Payment Reform

The Joint Principles of the Patient Centered Medical Home list several recommendations for payment reform that are elaborated by Ginsburg.  These components have been incorporated into various payment models and are being tested in pilot sites across the country.

Increase Fee-for-Service Rates

Many providers report they lose money on every Medicaid and Medicare visit because reimbursement rates are set so low they do not reflect the costs of providing various services.

  • Increasing private and public insurance reimbursement rates for E&M codes is needed to revive primary care and is relatively easy to implement now.
  • In the long run however, moving away from fee-for-service payments toward capitated payments for all primary care services and bundled payments for all specialist and hospital services for acute episodes of care and post-acute care seems likely to decrease fragmentation, be more cost-effective and if tied to outcomes, drive value.

Add Supplemental Payments

Many providers report they lose money on every Medicaid and Medicare visit because reimbursement rates are set too low and do not reflect the costs of providing various services. Increasing private and public insurance reimbursement rates for E&M codes is needed to revive primary care and is relatively easy to implement now. In the long run, however, moving away from fee-for-service payments toward capitated payments for all primary care services and bundled payments for all specialist and hospital services for acute episodes of care and post-acute care seems likely to decrease fragmentation, be more cost-effective and if tied to outcomes, drive value.

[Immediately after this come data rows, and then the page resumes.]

//! Transparent TCP mode: every client connection goes to `--target`, no negotiation

use std::{io, net::SocketAddr};

use tokio::net::TcpListener;

use crate::{
    launcher::ClientContext,
    listener::Listener,
    relay::{establish_tcp_tunnel, serve_forward, spawn_accept_loop},
    tracker::ConnectionTracker,
    transports::Transport,
};

pub(crate) async fn client_setup(
    transport: Transport,
    listen_addr: SocketAddr,
    context: &ClientContext,
) -> io::Result<Listener> {
    let target = context.target()?.clone();
    let listener = TcpListener::bind(listen_addr).await?;
    let dialer = context.dialer.clone();

    spawn_accept_loop(
        transport.name(),
        listener,
        context.tracker.clone(),
        move |mut stream, peer_addr| {
            let dialer = dialer.clone();
            let target = target.clone();
            async move {
                let mut remote = dialer.connect(&target).await?;
                establish_tcp_tunnel(&mut stream, &mut remote, peer_addr, &target).await
            }
        },
    )
}

pub(crate) async fn server_setup(
    transport: Transport,
    bind_addr: SocketAddr,
    or_addr: SocketAddr,
    tracker: &ConnectionTracker,
) -> io::Result<Listener> {
    serve_forward(transport.name(), bind_addr, or_addr, tracker.clone()).await
}
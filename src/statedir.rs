//! Transport state directory

use std::{fs, path::PathBuf};

use log::debug;
use shapeshifter_ipc::{
    env::{Environment, STATE_LOCATION},
    setting::lookup,
};

use crate::error::{DispatcherError, DispatcherResult};

/// Locates the state directory, `--state` first, then `TOR_PT_STATE_LOCATION`
pub fn locate(flag: Option<&str>, env: &dyn Environment) -> DispatcherResult<PathBuf> {
    lookup(flag, env, STATE_LOCATION)
        .map(|s| PathBuf::from(s.value))
        .ok_or(DispatcherError::MissingStateDirectory)
}

/// Creates the state directory and its parents, readable by the owner only
pub fn create(path: PathBuf) -> DispatcherResult<PathBuf> {
    let mut builder = fs::DirBuilder::new();
    builder.recursive(true);

    #[cfg(unix)]
    {
        use std::os::unix::fs::DirBuilderExt;
        builder.mode(0o700);
    }

    match builder.create(&path) {
        Ok(()) => {
            debug!("state directory {:?}", path);
            Ok(path)
        }
        Err(err) => Err(DispatcherError::CreateStateDirectory(path, err)),
    }
}
//! Command line value parsers

use std::net::SocketAddr;

use log::LevelFilter;

macro_rules! value_parser_type {
    ($name:ident, $ty:ty, $help:expr) => {
        pub fn $name(v: &str) -> Result<$ty, String> {
            match v.parse::<$ty>() {
                Ok(t) => Ok(t),
                Err(..) => Err($help.to_owned()),
            }
        }
    };
}

value_parser_type!(parse_socket_addr, SocketAddr, "should be ip:port");

/// `--logLevel`, one of ERROR, WARN, INFO or DEBUG in any case
pub fn parse_log_level(v: &str) -> Result<LevelFilter, String> {
    match v.to_ascii_uppercase().as_str() {
        "ERROR" => Ok(LevelFilter::Error),
        "WARN" => Ok(LevelFilter::Warn),
        "INFO" => Ok(LevelFilter::Info),
        "DEBUG" => Ok(LevelFilter::Debug),
        _ => Err("should be one of ERROR, WARN, INFO or DEBUG".to_owned()),
    }
}

#[cfg(test)]
mod test {
    use super::*;

    #[test]
    fn log_levels() {
        assert_eq!(parse_log_level("ERROR"), Ok(LevelFilter::Error));
        assert_eq!(parse_log_level("debug"), Ok(LevelFilter::Debug));
        assert_eq!(parse_log_level("Warn"), Ok(LevelFilter::Warn));
        assert!(parse_log_level("TRACE").is_err());
        assert!(parse_log_level("").is_err());
    }

    #[test]
    fn socket_addrs() {
        assert!(parse_socket_addr("127.0.0.1:0").is_ok());
        assert!(parse_socket_addr("[::1]:9050").is_ok());
        assert!(parse_socket_addr("localhost:9050").is_err());
    }
}
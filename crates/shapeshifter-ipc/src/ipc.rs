//! Managed proxy status messages
//!
//! The parent process reads one message per line from our standard output:
//!
//! ```plain
//! VERSION 2
//! PROXY DONE
//! CMETHOD obfs4 socks5 127.0.0.1:45321
//! CMETHODS DONE
//! ```

use std::{
    fmt,
    io::{self, Write},
    net::SocketAddr,
};

use log::{trace, warn};

use crate::args::Args;

/// Writes status messages, one line each, flushing after every line
#[derive(Debug)]
pub struct Messenger<W: Write> {
    writer: W,
}

impl Messenger<io::Stdout> {
    /// Messages on the process' standard output
    pub fn stdout() -> Messenger<io::Stdout> {
        Messenger::new(io::stdout())
    }
}

impl<W: Write> Messenger<W> {
    pub fn new(writer: W) -> Messenger<W> {
        Messenger { writer }
    }

    pub fn get_ref(&self) -> &W {
        &self.writer
    }

    pub fn into_inner(self) -> W {
        self.writer
    }

    fn line(&mut self, args: fmt::Arguments<'_>) {
        // Message text is free-form, but a newline would start a bogus message
        let line = args.to_string().replace(['\r', '\n'], " ");
        trace!("ipc: {}", line);

        let result = writeln!(self.writer, "{}", line).and_then(|_| self.writer.flush());
        if let Err(err) = result {
            warn!("failed to write \"{}\" to parent, error: {}", line, err);
        }
    }

    pub fn version(&mut self, version: &str) {
        self.line(format_args!("VERSION {}", version));
    }

    pub fn version_error(&mut self) {
        self.line(format_args!("VERSION-ERROR no-version"));
    }

    pub fn env_error(&mut self, msg: &str) {
        self.line(format_args!("ENV-ERROR {}", msg));
    }

    pub fn proxy_done(&mut self) {
        self.line(format_args!("PROXY DONE"));
    }

    pub fn proxy_error(&mut self, msg: &str) {
        self.line(format_args!("PROXY-ERROR {}", msg));
    }

    /// A client transport is listening at `addr`, speaking `protocol` (`socks5`, `transparent-TCP`, ...)
    pub fn cmethod(&mut self, name: &str, protocol: &str, addr: SocketAddr) {
        self.line(format_args!("CMETHOD {} {} {}", name, protocol, addr));
    }

    pub fn cmethod_error(&mut self, name: &str, msg: &str) {
        self.line(format_args!("CMETHOD-ERROR {} {}", name, msg));
    }

    pub fn cmethods_done(&mut self) {
        self.line(format_args!("CMETHODS DONE"));
    }

    /// A server transport is listening at `addr`
    pub fn smethod(&mut self, name: &str, addr: SocketAddr, args: &Args) {
        if args.is_empty() {
            self.line(format_args!("SMETHOD {} {}", name, addr));
        } else {
            self.line(format_args!("SMETHOD {} {} ARGS:{}", name, addr, args.encode()));
        }
    }

    pub fn smethod_error(&mut self, name: &str, msg: &str) {
        self.line(format_args!("SMETHOD-ERROR {} {}", name, msg));
    }

    pub fn smethods_done(&mut self) {
        self.line(format_args!("SMETHODS DONE"));
    }
}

The PCPCC hybrid blended reimbursement model includes a monthly risk adjusted care coordination fee that covers all of these services.  An alternative is for payers to reimburse some of these services through new care coordination/self-management support, E&M codes and temporary procedure codes (the latter are used by BCBSM to support office-based care coordination and self-management support). Some plans include additional monthly fees for nurse care managers who provide services to patients with complex illnesses. In pilot projects, monthly supplemental fees range from $3 for basic services, to the projected $50 for tier 2 patients in the upcoming CMS pilot.

Share Cost Savings

Physicians caring for patients in a PCMH could receive a share in the savings from reduced hospitalizations and emergency department visits associated with physician-guided care management in the office setting. The upcoming CMS pilot will estimate a single savings figure for the demonstration. Eighty percent of the savings that exceed two percent of the comparison group costs will be shared with participating providers in the intervention group. 31 The Agency for Healthcare Research and Quality estimates ten percent of hospitalizations in 2004 could have been avoided through good primary care.

Reward Quality

Pay-for-performance programs provide bonuses for meeting targets on clinical process and outcome measures (e.g., HEDIS), satisfaction surveys (e.g., ACAHPS) and/or efficiency indicators. One way to drive improved care is to increase the portion of physician salary tied to outcomes. If this strategy is employed, it should be carefully designed in order to incentivize important outcomes..

Build Infrastructure

The amount of up-front money needed to create a PCMH is a significant barrier for practices. Although PCMH practices may reap some financial benefits from improved office efficiency and through adoption of IT, it is ultimately the consumers and purchasers of health care, not the primary care practice, who will benefit from better health and lower cost outcomes. Some pilot projects and the BCBSM PGIP provide up-front dollars to pay for some or all of the initial infrastructure costs enabling more practices to engage in transformation. The federal stimulus funds designated for building IT infrastructure in 2011 are intended to assist practices in investing in the electronic technology needed to implement the PCMH.

Payment Reform is Needed Now

Some payers are reluctant to move toward payment reform without results in hand from the PCMH pilots in this country. However, in recognition of the immediacy of the primary care crisis, payers interested in supporting PCMH development are urged to not delay payment reform until further pilot data are reported. Rather, Blair and others encourage payers to move ahead with some level of increased payment and to adjust rates over time as data on costs are collected and analyzed.